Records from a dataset
╔══

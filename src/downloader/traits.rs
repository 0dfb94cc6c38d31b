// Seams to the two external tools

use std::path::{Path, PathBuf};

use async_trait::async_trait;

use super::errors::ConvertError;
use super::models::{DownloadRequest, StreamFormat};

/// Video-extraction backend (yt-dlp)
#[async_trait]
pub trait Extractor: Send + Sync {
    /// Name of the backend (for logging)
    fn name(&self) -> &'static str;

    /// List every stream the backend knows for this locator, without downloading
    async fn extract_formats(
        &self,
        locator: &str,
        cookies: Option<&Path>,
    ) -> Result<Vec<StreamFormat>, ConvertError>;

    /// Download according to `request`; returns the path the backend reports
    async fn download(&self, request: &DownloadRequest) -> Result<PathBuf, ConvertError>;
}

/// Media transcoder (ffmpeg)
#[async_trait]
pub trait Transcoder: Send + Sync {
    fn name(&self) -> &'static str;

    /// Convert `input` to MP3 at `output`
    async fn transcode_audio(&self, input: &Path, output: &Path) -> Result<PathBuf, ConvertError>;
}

╚══
╔══

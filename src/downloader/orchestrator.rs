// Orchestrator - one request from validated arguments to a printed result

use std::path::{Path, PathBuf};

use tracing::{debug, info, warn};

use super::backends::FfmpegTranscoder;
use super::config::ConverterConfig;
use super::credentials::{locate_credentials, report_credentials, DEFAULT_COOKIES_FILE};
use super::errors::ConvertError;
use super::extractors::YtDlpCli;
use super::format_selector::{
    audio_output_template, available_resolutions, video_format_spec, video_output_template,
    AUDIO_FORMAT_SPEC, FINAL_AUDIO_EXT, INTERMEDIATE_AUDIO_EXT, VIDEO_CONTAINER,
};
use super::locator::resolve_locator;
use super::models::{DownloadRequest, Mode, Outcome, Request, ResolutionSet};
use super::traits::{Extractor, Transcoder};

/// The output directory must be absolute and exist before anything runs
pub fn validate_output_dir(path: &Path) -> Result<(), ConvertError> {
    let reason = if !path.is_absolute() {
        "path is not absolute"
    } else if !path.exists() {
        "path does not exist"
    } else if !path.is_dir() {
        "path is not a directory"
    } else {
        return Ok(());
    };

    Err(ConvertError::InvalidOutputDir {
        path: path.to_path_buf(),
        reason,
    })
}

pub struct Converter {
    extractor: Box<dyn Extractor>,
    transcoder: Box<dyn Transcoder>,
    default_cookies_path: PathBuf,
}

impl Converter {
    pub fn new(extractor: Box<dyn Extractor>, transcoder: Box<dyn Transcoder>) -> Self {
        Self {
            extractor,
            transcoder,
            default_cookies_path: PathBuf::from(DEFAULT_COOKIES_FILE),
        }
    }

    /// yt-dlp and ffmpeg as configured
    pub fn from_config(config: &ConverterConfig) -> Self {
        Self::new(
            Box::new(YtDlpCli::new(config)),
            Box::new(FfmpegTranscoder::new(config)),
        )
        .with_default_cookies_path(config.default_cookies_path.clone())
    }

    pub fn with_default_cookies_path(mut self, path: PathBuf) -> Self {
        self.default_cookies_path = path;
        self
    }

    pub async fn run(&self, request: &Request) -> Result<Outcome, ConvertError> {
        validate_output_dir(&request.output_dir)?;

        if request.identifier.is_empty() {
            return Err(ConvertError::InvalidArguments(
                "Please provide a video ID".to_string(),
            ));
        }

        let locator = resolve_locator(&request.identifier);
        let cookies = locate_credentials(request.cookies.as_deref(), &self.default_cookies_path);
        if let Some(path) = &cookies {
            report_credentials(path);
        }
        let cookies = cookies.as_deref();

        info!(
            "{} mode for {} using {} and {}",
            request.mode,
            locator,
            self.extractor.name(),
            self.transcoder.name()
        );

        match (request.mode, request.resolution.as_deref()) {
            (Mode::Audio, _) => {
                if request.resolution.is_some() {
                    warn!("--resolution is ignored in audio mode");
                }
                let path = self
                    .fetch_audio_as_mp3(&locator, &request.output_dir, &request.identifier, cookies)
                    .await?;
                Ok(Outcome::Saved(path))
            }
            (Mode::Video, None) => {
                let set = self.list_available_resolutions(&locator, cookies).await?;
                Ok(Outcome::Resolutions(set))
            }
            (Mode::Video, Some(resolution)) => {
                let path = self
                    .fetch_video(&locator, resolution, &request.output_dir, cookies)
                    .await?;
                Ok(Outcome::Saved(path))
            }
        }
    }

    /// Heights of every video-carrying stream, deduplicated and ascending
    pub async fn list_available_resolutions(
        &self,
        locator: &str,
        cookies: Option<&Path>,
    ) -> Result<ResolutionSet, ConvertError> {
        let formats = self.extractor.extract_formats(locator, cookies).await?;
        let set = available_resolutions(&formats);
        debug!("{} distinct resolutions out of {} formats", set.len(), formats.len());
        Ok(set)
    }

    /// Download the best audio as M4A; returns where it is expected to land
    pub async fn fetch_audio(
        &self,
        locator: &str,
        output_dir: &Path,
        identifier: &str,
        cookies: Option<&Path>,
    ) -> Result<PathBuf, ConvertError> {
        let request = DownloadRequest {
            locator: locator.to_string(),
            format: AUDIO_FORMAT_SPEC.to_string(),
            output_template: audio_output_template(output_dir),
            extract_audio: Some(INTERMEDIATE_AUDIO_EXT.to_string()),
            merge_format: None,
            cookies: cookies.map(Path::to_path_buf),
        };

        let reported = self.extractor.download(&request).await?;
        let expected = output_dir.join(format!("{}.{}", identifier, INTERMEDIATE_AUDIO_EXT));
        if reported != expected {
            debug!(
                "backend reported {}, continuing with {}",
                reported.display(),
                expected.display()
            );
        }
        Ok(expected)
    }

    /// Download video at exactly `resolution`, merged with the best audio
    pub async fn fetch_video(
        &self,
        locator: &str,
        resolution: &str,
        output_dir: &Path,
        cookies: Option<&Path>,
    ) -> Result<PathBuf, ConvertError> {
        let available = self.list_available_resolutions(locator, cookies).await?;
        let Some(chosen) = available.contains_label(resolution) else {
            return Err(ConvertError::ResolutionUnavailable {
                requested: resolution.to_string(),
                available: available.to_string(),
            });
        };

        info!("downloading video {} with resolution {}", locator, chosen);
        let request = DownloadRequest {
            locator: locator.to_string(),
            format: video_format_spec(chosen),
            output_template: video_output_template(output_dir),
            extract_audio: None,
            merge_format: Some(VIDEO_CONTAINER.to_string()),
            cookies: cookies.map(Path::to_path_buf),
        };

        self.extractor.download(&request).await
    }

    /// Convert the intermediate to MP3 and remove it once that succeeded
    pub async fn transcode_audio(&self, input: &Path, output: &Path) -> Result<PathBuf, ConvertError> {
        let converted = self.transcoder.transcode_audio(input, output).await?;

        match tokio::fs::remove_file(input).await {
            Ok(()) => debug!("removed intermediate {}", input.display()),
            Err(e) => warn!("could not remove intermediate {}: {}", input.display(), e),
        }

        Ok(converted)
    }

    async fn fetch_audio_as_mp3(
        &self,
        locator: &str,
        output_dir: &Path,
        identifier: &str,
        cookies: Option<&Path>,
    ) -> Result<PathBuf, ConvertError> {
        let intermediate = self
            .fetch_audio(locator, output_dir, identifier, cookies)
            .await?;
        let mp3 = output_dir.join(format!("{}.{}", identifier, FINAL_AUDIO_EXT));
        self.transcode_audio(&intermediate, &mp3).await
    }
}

╚══

- **WHAT YOU ARE ASKED TO DO**
Please make an exact copy of the lines above from the line with "match (request.mode, request.resolution.as_deref())" through the line with "-> Result<ResolutionSet, ConvertError>", both ends included.

- **TASK OUTPUT**
        match (request.mode, request.resolution.as_deref()) {
            (Mode::Audio, _) => {
                if request.resolution.is_some() {
                    warn!("--resolution is ignored in audio mode");
                }
                let path = self
                    .fetch_audio_as_mp3(&locator, &request.output_dir, &request.identifier, cookies)
                    .await?;
                Ok(Outcome::Saved(path))
            }
            (Mode::Video, None) => {
                let set = self.list_available_resolutions(&locator, cookies).await?;
                Ok(Outcome::Resolutions(set))
            }
            (Mode::Video, Some(resolution)) => {
                let path = self
                    .fetch_video(&locator, resolution, &request.output_dir, cookies)
                    .await?;
                Ok(Outcome::Saved(path))
            }
        }
    }

    /// Heights of every video-carrying stream, deduplicated and ascending
    pub async fn list_available_resolutions(
        &self,
        locator: &str,
        cookies: Option<&Path>,
    ) -> Result<ResolutionSet, ConvertError> {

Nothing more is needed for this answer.